同僚六人と作業に汗を流していると、長崎方面から強烈な光と爆音がとどろいた。やがて空が真っ暗になり、みんなで「雷の落ちたとばい」「雨になるけん作業はやめて帰ろう」と話し合い、事務所に戻った。

翌日。新型爆弾で長崎市内が壊滅的な打撃を受け、道ノ尾駅から市内方面の列車が不通になっていることを、事務所で聞かされた。線路の補修と国鉄職員の救助のため、朝一番の列車で長崎市内に向かった。

大村の同僚のうち、当時長崎市内にいて、行方不明になっていた者もいた。救助班として、必死になって同僚たちの安否を尋ね回った。あちこちから煙が上がり、負傷者を大勢見かけたような気もするが、無我夢中でよく覚えていない。

稲佐山の入り口の石の上に腰掛けて亡くなっている人を見つけた。顔が真っ黒に焼け焦げ、うじがわき、誰か判別できないほどだったが、腰に見覚えのある懐中時計があった。当時、国鉄職員の多くが腰から下げていた懐中時計。それで大村の同僚だと分かった。
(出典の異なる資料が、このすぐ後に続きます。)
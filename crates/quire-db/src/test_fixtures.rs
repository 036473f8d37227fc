//! Test fixtures for store integration tests.
//!
//! Every [`TestStore`] is a private in-memory SQLite database with the
//! migrations applied, so tests never share state and need no server.
//!
//! ## Usage
//!
//! ```rust,ignore
//! use quire_db::test_fixtures::{TestDataBuilder, TestStore};
//!
//! #[tokio::test]
//! async fn test_something() {
//!     let test = TestStore::new().await;
//!     let data = TestDataBuilder::new(&test.store)
//!         .with_database("Tasks")
//!         .await
//!         .with_page("Write docs", Some("Todo"), None)
//!         .await;
//!
//!     // Run your tests...
//! }
//! ```

use serde_json::json;

use crate::pool::create_pool_with_config;
use crate::{
    CreateDatabaseRequest, CreatePageRequest, DatabaseRepository, PageRepository, PoolConfig,
    Store,
};

/// URL of a private in-memory database.
pub const IN_MEMORY_URL: &str = "sqlite::memory:";

/// Migrated in-memory store.
pub struct TestStore {
    pub store: Store,
}

impl TestStore {
    /// Create an empty, migrated store.
    pub async fn new() -> Self {
        let pool = create_pool_with_config(IN_MEMORY_URL, PoolConfig::in_memory())
            .await
            .expect("Failed to create in-memory pool");
        let store = Store::new(pool);
        store.migrate().await.expect("Failed to run migrations");
        Self { store }
    }

    /// Create a migrated store holding the demo data.
    pub async fn seeded() -> Self {
        let test = Self::new().await;
        crate::seed_demo_data(&test.store)
            .await
            .expect("Failed to seed demo data");
        test
    }
}

/// Builder for test data with fluent API.
///
/// Pages are added to the most recently created database.
pub struct TestDataBuilder<'a> {
    store: &'a Store,
    pub database_ids: Vec<String>,
    pub page_ids: Vec<String>,
}

impl<'a> TestDataBuilder<'a> {
    pub fn new(store: &'a Store) -> Self {
        Self {
            store,
            database_ids: Vec::new(),
            page_ids: Vec::new(),
        }
    }

    /// Create a database with the default column schema.
    pub async fn with_database(mut self, name: &str) -> Self {
        let db = self
            .store
            .databases
            .create(CreateDatabaseRequest {
                name: Some(name.to_string()),
                icon: None,
            })
            .await
            .expect("Failed to create test database");
        self.database_ids.push(db.id);
        self
    }

    /// Create a page in the current database, optionally with a status and a
    /// parent.
    pub async fn with_page(
        mut self,
        title: &str,
        status: Option<&str>,
        parent_id: Option<&str>,
    ) -> Self {
        let properties = status.map(|s| json!({ "status": s }).into());
        let page = self
            .store
            .pages
            .create(CreatePageRequest {
                title: Some(title.to_string()),
                properties,
                parent_id: parent_id.map(str::to_string),
                database_id: self.database_ids.last().cloned(),
                ..Default::default()
            })
            .await
            .expect("Failed to create test page");
        self.page_ids.push(page.id);
        self
    }

    /// Create a template page in the current database.
    pub async fn with_template(mut self, title: &str, content: &str) -> Self {
        let page = self
            .store
            .pages
            .create(CreatePageRequest {
                title: Some(title.to_string()),
                content: Some(content.to_string()),
                properties: Some(json!({ "status": "Todo" }).into()),
                database_id: self.database_ids.last().cloned(),
                is_template: Some(true),
                ..Default::default()
            })
            .await
            .expect("Failed to create test template");
        self.page_ids.push(page.id);
        self
    }

    /// Id of the most recently created database.
    pub fn database_id(&self) -> &str {
        self.database_ids
            .last()
            .map(String::as_str)
            .unwrap_or_default()
    }
}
別の大村の同僚は、瀕死(ひんし)の状態で、諫早市の国鉄諫早青年学校に収容されていた。目や口からうじが出て、体中がただれていた。同僚数人と毎日、大村から通って介抱した。目が見えないのに「家に帰る」と言って聞かず、周囲に寝ていた負傷者を踏みつけて歩き回り、閉口した記憶がある。その同僚は終戦前に亡くなった。
<私の願い>
終戦後、復員した兵隊が「こがん恐ろしかことは二度とされん」と言っているのを聞いて、戦争の愚かさを痛感した。今、中東ではテロが続き、世界各地で戦火が絶えない。子どもたちに戦争の恐ろしさや親しい人を失う悲しみを味わわせたくない。この世から戦争がなくなってほしいと思う。